The chits can be King, Soldier, Thief, Minister . The person with the Soldier and Raja chit declares that he is the Soldier/Raja and Soldier has to find the thief from the other 3 players. If more players are to play the game extra chits like Rani “Queen” and “Villager”, are added each with varying points. The King has the highest points followed by the Mantri. Points are awarded to the Soldier or thief based on whether the soldier guesses the identity of the thief correctly.

== Gameplay variations ==
Because the game is a traditional pastime passed down orally through generations, rules and roles vary significantly across different households and regions in India. There are two primary variations of the guessing mechanics:

=== The Soldier Detective variant ===
In this widely popular version, the King directly commands the Soldier to investigate the court. It is often accompanied by the traditional Hindi rhyme, "Sipahi, Sipahi, chor ko pakdo, mantri ko lauta do" (Soldier, soldier, catch the thief and return the minister).
- The player holding the Sipahi (Soldier) chit must reveal themselves and guess who among the remaining two hidden players holds the Chor (Thief) chit.
- If the Soldier guesses correctly, they retain their 500 points. If they guess incorrectly by accusing the Minister, their 500 points are forfeited to the Thief, and the Soldier receives 0 points for that round.

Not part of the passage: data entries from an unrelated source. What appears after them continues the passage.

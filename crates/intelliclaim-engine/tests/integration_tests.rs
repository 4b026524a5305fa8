//! Integration tests for intelliclaim-engine
//!
//! These tests run the full pipeline: ingest a policy into SQLite, load
//! the policy context, and decide questions with a mock LLM.

use intelliclaim_domain::traits::{DecisionStore, DocumentStore};
use intelliclaim_domain::{DocumentFormat, Verdict};
use intelliclaim_engine::{
    BatchItem, DecisionEngine, DecisionPayload, EngineConfig, EngineError, PolicyContext,
};
use intelliclaim_ingest::{Ingestor, PlainTextExtractor};
use intelliclaim_llm::MockProvider;
use intelliclaim_store::SqliteStore;

const POLICY: &str = "\
Section 1: Coverage
Inpatient hospitalisation and day-care procedures are covered up to the sum insured.

Section 2: Waiting Period
Planned knee surgery is covered only after a waiting period of 24 months.

Section 3: Exclusions
Coverage excludes cosmetic surgery except reconstruction after an accident.
";

const KNEE_ANSWER: &str = "\
**Claim:** REJECTED
**Reason:** The policy is only 3 months old and knee surgery has a 24 month waiting period.
**Relevant Clauses:**
- knee surgery waiting period of 24 months
- maternity benefits
**Confidence:** High
**Estimated Amount:** 0
**Age:** 46
**Gender:** Male
**Procedure:** Knee surgery
**Location:** Pune
**Policy Age:** 3 months
";

fn ingested_store() -> SqliteStore {
    let mut store = SqliteStore::in_memory().unwrap();
    Ingestor::new(PlainTextExtractor::new())
        .ingest(&mut store, "gold-plan.txt", POLICY.as_bytes(), DocumentFormat::Txt)
        .unwrap();
    store
}

#[test]
fn test_context_requires_a_document() {
    let store = SqliteStore::in_memory().unwrap();
    let result = PolicyContext::load(&store);
    assert!(matches!(result, Err(EngineError::PolicyUnavailable(_))));
}

#[test]
fn test_context_loads_latest_document_and_clauses() {
    let store = ingested_store();
    let context = PolicyContext::load(&store).unwrap();

    assert_eq!(context.document_name(), "gold-plan.txt");
    assert_eq!(context.snapshot().len(), 3);
    assert!(context.policy_text().contains("cosmetic surgery"));
}

#[tokio::test]
async fn test_decision_cites_stored_clauses() {
    let mut store = ingested_store();
    let context = PolicyContext::load(&store).unwrap();

    let mut llm = MockProvider::default();
    llm.add_response("knee surgery, Pune", KNEE_ANSWER);
    let engine = DecisionEngine::new(llm, EngineConfig::default()).unwrap();

    let decision = engine
        .decide("46M, knee surgery, Pune, 3-month policy", &context)
        .await
        .unwrap();

    assert_eq!(decision.verdict(), Verdict::Rejected);
    assert_eq!(decision.confidence(), 0.95);
    assert_eq!(decision.extracted_info().location, "Pune");

    let cited = decision.relevant_clauses();
    assert_eq!(cited.len(), 2);
    assert_eq!(cited[0].clause_id, "C002");
    assert_eq!(cited[0].document, "gold-plan.txt");
    assert!(!cited[1].is_matched());
    assert_eq!(cited[1].text, "maternity benefits");

    let payload = serde_json::to_value(DecisionPayload::from(&decision)).unwrap();
    assert_eq!(payload["decision"]["verdict"], "rejected");
    assert_eq!(payload["relevantClauses"][0]["clauseId"], "C002");

    store.save_decision(&decision, 42).unwrap();
    let history = store.recent_decisions(5).unwrap();
    assert_eq!(history, vec![decision]);
}

#[tokio::test]
async fn test_batch_survives_a_failing_question() {
    let store = ingested_store();
    let context = PolicyContext::load(&store).unwrap();

    let mut llm = MockProvider::new("**Claim:** APPROVED\n**Estimated Amount:** ₹45,000");
    llm.add_error("dental implant");
    let engine = DecisionEngine::new(llm, EngineConfig::fast()).unwrap();

    let queries = vec![
        "appendix removal, 30F".to_string(),
        "dental implant, 52M".to_string(),
        "cataract surgery, 67F".to_string(),
    ];
    let result = engine.decide_batch(&queries, &context).await;

    assert_eq!(result.items.len(), 3);
    assert!(result.items[0].decision().is_some());
    assert!(matches!(&result.items[1], BatchItem::Failed { .. }));
    assert_eq!(result.items[1].query(), "dental implant, 52M");
    assert!(result.items[2].decision().is_some());

    assert_eq!(result.summary.approved, 2);
    assert_eq!(result.summary.failed, 1);
    assert_eq!(result.summary.total_amount, 90_000.0);
}

#[tokio::test]
async fn test_newer_document_supplies_policy_text() {
    let mut store = ingested_store();
    Ingestor::new(PlainTextExtractor::new())
        .ingest(
            &mut store,
            "silver-plan.txt",
            b"Section 1: Coverage\nOnly accidental injuries are covered.\n",
            DocumentFormat::Txt,
        )
        .unwrap();

    let context = PolicyContext::load(&store).unwrap();
    assert_eq!(context.document_name(), "silver-plan.txt");
    assert_eq!(store.latest_document().unwrap().unwrap().name, "silver-plan.txt");
    // Clauses from both documents stay matchable
    assert_eq!(context.snapshot().len(), 4);
}
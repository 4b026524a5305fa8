//! LLM provider selection.

use crate::config::{Config, ProviderKind};
use crate::error::Result;
use intelliclaim_domain::traits::LlmProvider;
use intelliclaim_llm::{gemini, ollama, GeminiProvider, LlmError, MockProvider, OllamaProvider};
use tracing::info;

/// Answer returned by the offline mock provider.
pub const MOCK_ANSWER: &str = "\
**Claim:** REJECTED
**Reason:** No language model is configured; this is an offline placeholder answer.
**Relevant Clauses:**
- Coverage
**Confidence:** Low
**Estimated Amount:** 0
**Age:** N/A
**Gender:** N/A
**Procedure:** N/A
**Location:** N/A
**Policy Age:** N/A
";

/// The configured LLM backend.
pub enum Provider {
    /// Canned offline answers
    Mock(MockProvider),
    /// Local Ollama server
    Ollama(OllamaProvider),
    /// Google Gemini
    Gemini(GeminiProvider),
}

impl Provider {
    /// Build the provider named in the configuration.
    pub fn from_config(config: &Config) -> Result<Self> {
        let timeout = config.engine.llm_timeout();
        let model = config.llm.model.clone();

        let provider = match config.llm.provider {
            ProviderKind::Mock => Provider::Mock(MockProvider::new(MOCK_ANSWER)),
            ProviderKind::Ollama => {
                let endpoint = config
                    .llm
                    .endpoint
                    .clone()
                    .unwrap_or_else(|| ollama::DEFAULT_ENDPOINT.to_string());
                let model = model.unwrap_or_else(|| "llama3".to_string());
                Provider::Ollama(OllamaProvider::with_timeout(endpoint, model, timeout)?)
            }
            ProviderKind::Gemini => {
                let model = model.unwrap_or_else(|| gemini::DEFAULT_MODEL.to_string());
                let provider = GeminiProvider::from_env(model, timeout)?;
                match &config.llm.endpoint {
                    Some(base_url) => Provider::Gemini(provider.with_base_url(base_url.clone())),
                    None => Provider::Gemini(provider),
                }
            }
        };

        info!("Using {} provider", provider.name());
        Ok(provider)
    }

    /// Short provider name.
    pub fn name(&self) -> &'static str {
        match self {
            Provider::Mock(_) => "mock",
            Provider::Ollama(_) => "ollama",
            Provider::Gemini(_) => "gemini",
        }
    }
}

impl LlmProvider for Provider {
    type Error = LlmError;

    fn generate(&self, prompt: &str) -> std::result::Result<String, Self::Error> {
        match self {
            Provider::Mock(p) => LlmProvider::generate(p, prompt),
            Provider::Ollama(p) => LlmProvider::generate(p, prompt),
            Provider::Gemini(p) => LlmProvider::generate(p, prompt),
        }
    }
}

#[cfg(test)]
mod tests {
    use super::*;
    use intelliclaim_engine::parse_response;
    use intelliclaim_domain::Verdict;

    #[test]
    fn test_mock_provider_from_config() {
        let mut config = Config::default();
        config.llm.provider = ProviderKind::Mock;

        let provider = Provider::from_config(&config).unwrap();
        assert_eq!(provider.name(), "mock");
        assert_eq!(provider.generate("anything").unwrap(), MOCK_ANSWER);
    }

    #[test]
    fn test_ollama_provider_from_config() {
        let mut config = Config::default();
        config.llm.provider = ProviderKind::Ollama;
        config.llm.endpoint = Some("http://127.0.0.1:11434".to_string());

        let provider = Provider::from_config(&config).unwrap();
        assert_eq!(provider.name(), "ollama");
    }

    #[test]
    fn test_mock_answer_follows_field_contract() {
        let parsed = parse_response(MOCK_ANSWER);
        assert_eq!(parsed.verdict(), Verdict::Rejected);
        assert_eq!(parsed.confidence(), 0.4);
        assert_eq!(parsed.mentions(), ["Coverage"]);
    }
}
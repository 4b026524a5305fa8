//! IntelliClaim Ingestion
//!
//! Turns an uploaded policy document into stored, addressable clauses.
//!
//! # Architecture
//!
//! ```text
//! bytes → TextExtractor → DocumentStore → ClauseSegmenter → ClauseStore
//! ```
//!
//! # Example Usage
//!
//! ```no_run
//! use intelliclaim_domain::DocumentFormat;
//! use intelliclaim_ingest::{Ingestor, PlainTextExtractor};
//! use intelliclaim_store::SqliteStore;
//!
//! # fn example() -> Result<(), Box<dyn std::error::Error>> {
//! let mut store = SqliteStore::new(":memory:")?;
//! let ingestor = Ingestor::new(PlainTextExtractor::new());
//!
//! let text = b"Section 1: Coverage\nHospitalisation is covered.\n";
//! let report = ingestor.ingest(&mut store, "policy.txt", text, DocumentFormat::Txt)?;
//! println!("Stored {} clauses", report.clauses_inserted);
//! # Ok(())
//! # }
//! ```

#![warn(missing_docs)]

mod error;
mod ingestor;
mod segmenter;
mod text;

pub use error::{ExtractionError, IngestError};
pub use ingestor::{IngestReport, Ingestor};
pub use segmenter::ClauseSegmenter;
pub use text::PlainTextExtractor;
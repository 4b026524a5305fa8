//! Trait definitions for external interactions
//!
//! These traits define the boundaries between domain logic and infrastructure.
//! Infrastructure implementations live in other crates.

use crate::{Clause, ClauseId, Decision, Document, DocumentFormat, DocumentId, ExtractedText, NewDocument};
use std::collections::HashMap;

/// Trait for storing and listing policy clauses
///
/// Implemented by the infrastructure layer (intelliclaim-store)
pub trait ClauseStore {
    /// Error type for store operations
    type Error;

    /// Insert a clause
    ///
    /// Returns `Some(id)` when inserted, `None` when a clause with the
    /// same id already exists. Existing clauses are never overwritten.
    fn insert_clause(&mut self, clause: Clause) -> Result<Option<ClauseId>, Self::Error>;

    /// Every stored clause, in insertion order
    fn list_clauses(&self) -> Result<Vec<Clause>, Self::Error>;

    /// Highest clause sequence currently stored (0 when empty)
    fn max_clause_sequence(&self) -> Result<usize, Self::Error>;

    /// Display labels of every document referenced by a clause
    fn document_labels(&self) -> Result<HashMap<DocumentId, String>, Self::Error>;
}

/// Trait for storing ingested documents
pub trait DocumentStore {
    /// Error type for store operations
    type Error;

    /// Insert a document and return its identifier
    fn insert_document(&mut self, document: NewDocument) -> Result<DocumentId, Self::Error>;

    /// Insert a document and its clauses as a single unit
    ///
    /// Every clause is attached to the new document. Clauses whose id is
    /// already stored are skipped as in [`ClauseStore::insert_clause`]. If
    /// any insert fails, neither the document nor its clauses are kept.
    /// Returns the document id and the number of clauses newly stored.
    fn insert_document_with_clauses(
        &mut self,
        document: NewDocument,
        clauses: Vec<Clause>,
    ) -> Result<(DocumentId, usize), Self::Error>;

    /// Get a document by ID
    fn get_document(&self, id: DocumentId) -> Result<Option<Document>, Self::Error>;

    /// Every stored document, newest first
    fn list_documents(&self) -> Result<Vec<Document>, Self::Error>;

    /// Most recently uploaded document
    fn latest_document(&self) -> Result<Option<Document>, Self::Error>;
}

/// Trait for persisting decision history
pub trait DecisionStore {
    /// Error type for store operations
    type Error;

    /// Persist a decision along with how long it took to produce
    fn save_decision(&mut self, decision: &Decision, processing_time_ms: u64) -> Result<(), Self::Error>;

    /// Most recent decisions, newest first
    fn recent_decisions(&self, limit: usize) -> Result<Vec<Decision>, Self::Error>;
}

/// Trait for LLM provider operations
///
/// Implemented by the infrastructure layer (intelliclaim-llm)
pub trait LlmProvider {
    /// Error type for LLM operations
    type Error;

    /// Generate text completion
    fn generate(&self, prompt: &str) -> Result<String, Self::Error>;
}

/// Trait for turning document bytes into text plus metadata
///
/// Extraction never errors: failures come back as empty text with
/// failure metadata.
pub trait TextExtractor {
    /// Extract text from a byte stream of the declared format
    fn extract(&self, bytes: &[u8], format: DocumentFormat) -> ExtractedText;
}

=== The Wise Minister variant ===
In this alternative version, the game focuses on the traditional role of the Minister as the royal court's primary strategist and intellectual.
- The King opens the round by asking, "Mera Mantri Kaun?" (Who is my Minister?).
- The Mantri (Minister) reveals themselves and is tasked by the King to identify the hidden Thief.
- The Soldier remains a passive role in this variant, securing a flat 500 points without needing to guess. If the Minister guesses wrong, their points are traded with or given to the Thief.

=== Regional nomenclature ===
In various parts of South India, the game is adapted using figures from regional folklore or epics, frequently played under titles such as "Ram, Laxman, Seeta, Devi" rather than the standard royal court hierarchy.